Procurada pela GloboNews, a Prefeitura de São Paulo não comentou o relatório da Defensoria Pública, mas afirmou que não compactua com condutas inadequadas e que, desde 2002, a corporação conta com uma Corregedoria Geral, responsável por apurar rigorosamente todos os casos suspeitos de desvios de conduta de seus agentes.

Em nota, a Prefeitura afirmou ainda que a atuação da Guarda Civil Metropolitana “é pautada no respeito aos direitos humanos e na dignidade das pessoas”.

Vídeos mostram abordagens
Vídeos anexados ao relatório mostram os guardas civis metropolitanos usando máscaras, cassetes e escudos. Na revista no dia 4 de abril de 2023 realizada em usuários de drogas que permanecem mesmo após a dispersão, os GCMs conversa com um dos frequentadores apontando o cassete para os pertences dele.

O que se observa é que ele aponta quais itens ele pode levar consigo. A Defensoria diz que as abordagens são arbitrárias e que flagrou o momento em que um guarda exigia, por exemplo, notas fiscais de carrinhos de supermercado.

Em outro vídeo, vans da Prefeitura chegam após a abordagem e revista feitas pelos guardas, o que viola as regras municipais.

O Núcleo de Direitos Humanos ressalta no relatório que a função da Guarda Civil é a de “acompanhar as ações de zeladoria, atuando, exclusivamente, na salvaguarda dos direitos dos trabalhadores e agentes públicos que realizam a ação e na preservação dos direitos das pessoas afetadas pelas ações de zeladoria”.

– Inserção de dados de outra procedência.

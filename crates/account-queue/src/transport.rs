//! Queue transport - the wire side of the publisher
//!
//! The durable queue is a named Redis list; `send` appends the raw JSON
//! payload with `RPUSH`. The trait exists so the publisher worker can be
//! tested against an in-memory transport.

use account_common::QueueConfig;
use async_trait::async_trait;
use deadpool_redis::{Config, Pool, Runtime};
use redis::AsyncCommands;

/// Transport errors, split by whether the connection itself is at fault
#[derive(Debug, thiserror::Error)]
pub enum TransportError {
    #[error("Failed to connect to broker: {0}")]
    Connect(String),

    #[error("Connection lost: {0}")]
    ConnectionLost(String),

    #[error("Failed to send to queue: {0}")]
    Send(String),
}

impl TransportError {
    /// True if the worker should re-enter its connect loop
    pub fn is_connection(&self) -> bool {
        matches!(self, Self::Connect(_) | Self::ConnectionLost(_))
    }
}

/// One named durable queue on a broker
#[async_trait]
pub trait QueueTransport: Send {
    /// Establish the connection and declare the queue. Invoked by the
    /// worker, with backoff, until it succeeds.
    async fn connect(&mut self) -> Result<(), TransportError>;

    /// Deliver one raw payload to the queue
    async fn send(&mut self, payload: &[u8]) -> Result<(), TransportError>;
}

/// Redis-backed transport: the queue is a list named by the config
pub struct RedisTransport {
    queue_name: String,
    url: String,
    max_connections: usize,
    pool: Option<Pool>,
}

impl RedisTransport {
    /// Create an unconnected transport from config
    pub fn new(config: &QueueConfig) -> Self {
        Self {
            queue_name: config.queue_name.clone(),
            url: config.url.clone(),
            max_connections: config.max_connections as usize,
            pool: None,
        }
    }

    /// Name of the queue this transport delivers to
    pub fn queue_name(&self) -> &str {
        &self.queue_name
    }

    fn classify(e: &redis::RedisError) -> bool {
        e.is_io_error() || e.is_connection_dropped() || e.is_connection_refusal()
    }
}

#[async_trait]
impl QueueTransport for RedisTransport {
    async fn connect(&mut self) -> Result<(), TransportError> {
        let cfg = Config::from_url(&self.url);
        let pool = cfg
            .builder()
            .map_err(|e| TransportError::Connect(e.to_string()))?
            .max_size(self.max_connections)
            .runtime(Runtime::Tokio1)
            .build()
            .map_err(|e| TransportError::Connect(e.to_string()))?;

        // Round-trip once so readiness means a live broker, not just a pool
        let mut conn = pool
            .get()
            .await
            .map_err(|e| TransportError::Connect(e.to_string()))?;
        redis::cmd("PING")
            .query_async::<()>(&mut conn)
            .await
            .map_err(|e| TransportError::Connect(e.to_string()))?;

        // Redact credentials from URL for logging
        let safe_url = self.url.split('@').next_back().unwrap_or(&self.url);
        tracing::info!(url = %safe_url, queue = %self.queue_name, "Queue transport connected");

        self.pool = Some(pool);
        Ok(())
    }

    async fn send(&mut self, payload: &[u8]) -> Result<(), TransportError> {
        let pool = self
            .pool
            .as_ref()
            .ok_or_else(|| TransportError::ConnectionLost("not connected".to_string()))?;

        let mut conn = pool
            .get()
            .await
            .map_err(|e| TransportError::ConnectionLost(e.to_string()))?;

        conn.rpush::<_, _, ()>(&self.queue_name, payload)
            .await
            .map_err(|e| {
                if Self::classify(&e) {
                    TransportError::ConnectionLost(e.to_string())
                } else {
                    TransportError::Send(e.to_string())
                }
            })
    }
}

Além disso, o documento cita que pessoas ouvidas pela Defensoria relataram que as operações de zeladoria ocorrem duas vezes ao dia sem qualquer aviso prévio.

“As próprias equipes dos serviços de abordagem social (SEAS) não são informadas do horário das ações, o que acaba interferindo na possibilidade de realizar abordagens e construir vínculos com usuário, já que as operações implicam na dispersão do fluxo e nas dificuldades de estabelecer relações de confiança entre os agentes da assistência social e usuários”.

Os defensores fizeram a fiscalização porque receberam denúncias de violação de direitos humanos no local e porque um procedimento administrativo aberto pelo órgão em 2015 acompanha o cumprimento por parte da Prefeitura.

Em um ofício enviado na terça-feira (10) ao prefeito Ricardo Nunes (MDB) e à secretária de Segurança Urbana, Elza Paulina de Souza, a Defensoria Pública dá um prazo de 10 dias para que eles respondam a cinco questionamentos.

Entre eles está o pedido de explicações sobre o fato de a Guarda Civil Metropolitana ter realizado a limpeza urbana, triagem e revista das pessoas no local, e não agentes da limpeza urbana.

Cracolândia é desafio há décadas
A Cracolândia ficou localizada por muitos anos na Rua Helvétia. Ações policiais no local, porém, fizeram os usuários migrarem para a Praça Princesa Isabel diversas vezes.

Em 2017, porem, depois de uma operação das forças de segurança, os usuários foram retirados do local e acabaram se espalhando pelo Centro. Atualmente, eles estão mais concentrados no cruzamento da Rua Conselheiro Nébias e Rua dos Gusmões.

A Cracolândia é um desafio para São Paulo há cerca de 30 anos. Especialistas apontam que a solução passa por medidas efetivas e permanentes nas áreas de saúde, assistência social e segurança pública.

As operações são criticadas por movimentos sociais. Ativistas acusam as forças de segurança de agirem com violência contra usuários de drogas, espalhando eles pela cidade.

Recentemente, a proposta sobre a internação compulsória de usuários de crack e outras drogas que frequentam e moram na região da “Cracolândia” voltou a ganhar força dentro da Prefeitura da capital.

Segundo apurado pela GloboNews, a equipe do prefeito Ricardo Nunes (MDB) está convicta de que não há outra alternativa para tratamento de dependentes que frequentam o local a não ser a internação mediante determinação judicial.